§ EXERCISE:
Search the records below for the word "warn", then return every line where it appears.

Stored data entries:
--- --- ---

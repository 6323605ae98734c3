//! Wall-clock budget for one communication cycle.

use tracing::warn;

pub const DEFAULT_COMM_BUDGET_MS: u64 = 150_000;

#[derive(Debug, Clone, Copy)]
pub struct CommBudget {
    limit_ms: u64,
    started_at: Option<u64>,
}

impl CommBudget {
    pub fn new(limit_ms: u64) -> Self {
        Self {
            limit_ms,
            started_at: None,
        }
    }

    pub fn start(&mut self, now_ms: u64) {
        self.started_at = Some(now_ms);
    }

    /// Full budget until [`CommBudget::start`] is called
    pub fn remaining(&self, now_ms: u64) -> u64 {
        match self.started_at {
            Some(start) => self.limit_ms.saturating_sub(now_ms.saturating_sub(start)),
            None => self.limit_ms,
        }
    }

    /// `false` (and a log line naming `tag`) once the budget is spent
    pub fn ensure(&self, now_ms: u64, tag: &str) -> bool {
        if self.remaining(now_ms) > 0 {
            return true;
        }
        warn!("Communication budget exhausted at {}", tag);
        false
    }
}

#[cfg(test)]
mod tests {
    use super::*;

    #[test]
    fn test_unstarted_budget_is_full() {
        let budget = CommBudget::new(1000);
        assert_eq!(budget.remaining(999_999), 1000);
        assert!(budget.ensure(999_999, "idle"));
    }

    #[test]
    fn test_budget_runs_out() {
        let mut budget = CommBudget::new(1000);
        budget.start(500);
        assert_eq!(budget.remaining(1200), 300);
        assert!(budget.ensure(1499, "send"));
        assert!(!budget.ensure(1500, "send"));
        assert_eq!(budget.remaining(10_000), 0);
    }
}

--- --- ---

§ YOUR SOLUTION:
use tracing::warn;
        warn!("Communication budget exhausted at {}", tag);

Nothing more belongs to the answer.